The long neglected MSME sector has received a leg up from the recent spate of reforms announced by the Modi government. These can encourage MNCs that are looking at India to consider moving many of their feeder industries to this country – generating growth and employment and giving a fillip to consumption.
Micro, medium and small enterprises (MSMEs) form the bedrock of any economy, though it is the big boys in the Fortune 500 club and those immediately below them that steal all the limelight.
In India, for example, this sector accounts for 30 per cent of the country’s GDP, 50 per cent of exports and almost 40 per cent of employment. But despite the crucial role it plays in shoring up the economy and keeping its wheels in motion, MSMEs have been struggling – and the Covid-19 pandemic has only exacerbated the already precarious situation.
The sector faces a number of challenges. The chief among them are:
Inadequate access to finance
Limited access to the latest technology and management techniques
Insufficient marketing support
High compliance costs
Non-availability of affordable skilled labour
Recent reforms initiated by the Narendra Modi government have sought to address some of these issues. For example, earlier, MSMEs in India were encouraged to stay small. They were actually given various incentives and tax benefits for this. And investment limits were set artificially low to enforce this.
Therefore, in order to take advantage of this, many businesses set up more than one company so that each firm could stay within the specified limit specified.
Such perverse legislation and rules discouraged the global suppliers of multinationals from setting up shop in India. Result: The country was denied access to critical technologies, processes and employment.
The Modi government has sought to address this issue by setting new, more realistic norms on classifying various segments of the industrial chain. According to these new norms, now in force, the investment limit for micro industries has been raised five time to $140,000 and a turnover of $700,000; for small industries, the investment limit has gone up by a similar ratio to $1.4 million and a turnover of $7 million; and for medium industries, the investment limit has been increased by a similar proportion to $7 million and a turnover of $33 million.
Then, differential classification, under which the services sector had lower thresholds, have been done away with and they have been brought at par with manufacturing companies.
This one change addresses several of the challenges referred to above.

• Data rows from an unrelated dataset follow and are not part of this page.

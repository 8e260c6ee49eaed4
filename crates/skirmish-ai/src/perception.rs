//! Perception helpers: distance, line-of-sight combination and obstacle
//! occlusion tests.

use glam::Vec2;

use skirmish_core::constants::LOS_RAY_NUDGE;
use skirmish_core::types::Rect;

use crate::profiles::HostileProfile;

/// Raw inputs for one sight check.
#[derive(Debug, Clone, Copy)]
pub struct SightReport {
    pub distance: f32,
    /// The physics ray cast reported a blocking hit.
    pub ray_blocked: bool,
    /// The static obstacle test reported a blocking rectangle.
    pub obstacle_blocked: bool,
}

/// Combine the two occlusion tests. Either one blocks sight, unless the
/// target is inside point-blank range.
pub fn resolve_sight(report: &SightReport, profile: &HostileProfile) -> bool {
    if report.distance < profile.point_blank_range {
        return true;
    }
    !report.ray_blocked && !report.obstacle_blocked
}

/// Whether the target is close enough to count as adjacent.
pub fn is_adjacent(distance: f32, profile: &HostileProfile) -> bool {
    distance < profile.adjacent_range
}

/// Endpoints for the sight ray, nudged so it starts and ends just off the
/// two bodies' centres.
pub fn ray_endpoints(from: Vec2, to: Vec2) -> (Vec2, Vec2) {
    let nudge = Vec2::splat(LOS_RAY_NUDGE);
    (from + nudge, to - nudge)
}

/// True if the segment `a -> b` is occluded by any obstacle. A rectangle
/// occludes when the segment crosses it and also crosses the rectangle grown
/// by `buffer`.
pub fn segment_blocked(rects: &[Rect], a: Vec2, b: Vec2, buffer: f32) -> bool {
    rects
        .iter()
        .any(|r| r.intersects_segment(a, b) && r.expanded(buffer).intersects_segment(a, b))
}

#[cfg(test)]
mod tests {
    use super::*;

    fn report(distance: f32, ray_blocked: bool, obstacle_blocked: bool) -> SightReport {
        SightReport {
            distance,
            ray_blocked,
            obstacle_blocked,
        }
    }

    #[test]
    fn test_either_occluder_blocks() {
        let p = HostileProfile::default();
        assert!(resolve_sight(&report(300.0, false, false), &p));
        assert!(!resolve_sight(&report(300.0, true, false), &p));
        assert!(!resolve_sight(&report(300.0, false, true), &p));
    }

    #[test]
    fn test_point_blank_overrides_occlusion() {
        let p = HostileProfile::default();
        assert!(resolve_sight(&report(0.0, true, true), &p));
        assert!(resolve_sight(&report(p.point_blank_range - 1.0, true, true), &p));
        assert!(!resolve_sight(&report(p.point_blank_range, true, true), &p));
    }

    #[test]
    fn test_segment_blocked_by_wall() {
        let wall = [Rect::new(100.0, -50.0, 20.0, 100.0)];
        assert!(segment_blocked(&wall, Vec2::ZERO, Vec2::new(300.0, 0.0), 20.0));
        assert!(!segment_blocked(&wall, Vec2::ZERO, Vec2::new(90.0, 0.0), 20.0));
        // Passing the wall's end within the buffer is not a block on its own.
        assert!(!segment_blocked(&wall, Vec2::new(0.0, 60.0), Vec2::new(300.0, 60.0), 20.0));
    }

    #[test]
    fn test_ray_endpoints_nudged() {
        let (a, b) = ray_endpoints(Vec2::ZERO, Vec2::new(10.0, 10.0));
        assert_eq!(a, Vec2::splat(0.1));
        assert_eq!(b, Vec2::splat(9.9));
    }
}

Increase in scale will facilitate better access to finance, technology, marketing support and improve productivity, all of which have a direct bearing on profitability.
It is also expected to expedite the flow of foreign direct investment and new technologies into this sector – both of which India badly needs in order to become part of the global value chain as part of the Prime Minister’s Atmanirbhar Bharat initiative.
This is particularly important at a time when the government has unveiled production-linked insurance schemes for smartphones, electronics, chemicals, pharmaceuticals, telecom and networking equipment, etc., to encourage foreign multinationals to set up factories in India.
Already, Apple, through its contract manufacturers Foxconn, Wistron and Pegatron, Samsung and some Indian smartphone brands have bought into the scheme and are setting up or expanding their facilities in India.
But these will remain assembly operations unless India can encourage them to move their entire manufacturing eco-systems, which include suppliers of critical components and services by MSMEs to this country.
This will not only expedite the transfer of knowledge and technology to this sector, which is currently starved of both, but also help it generate jobs for many of the millions of young aspirants who enter the Indian work force every year.
That is what makes a relatively small tweak in classification norms such an important landmark in the government’s goal of achieving self-reliance. This could prove to be among the most important measures taken to transform India into a global manufacturing hub.
Another major problem faced by MSMEs is delayed payments from their principals. The expert committee chaired by former Sebi Chairman U.K. Sinha submitted its report on this subject in July 2019. The government has accepted many of its recommendations and this should further ease the credit crunch faced by this sector.
It must be borne in mind that the reforms already initiated are not the panacea for all the ills plaguing the sector. But they are an acceptance that the government of the day acknowledges their contribution to the economy and accepts that they need support to grow – and transform the Indian industrial landscape.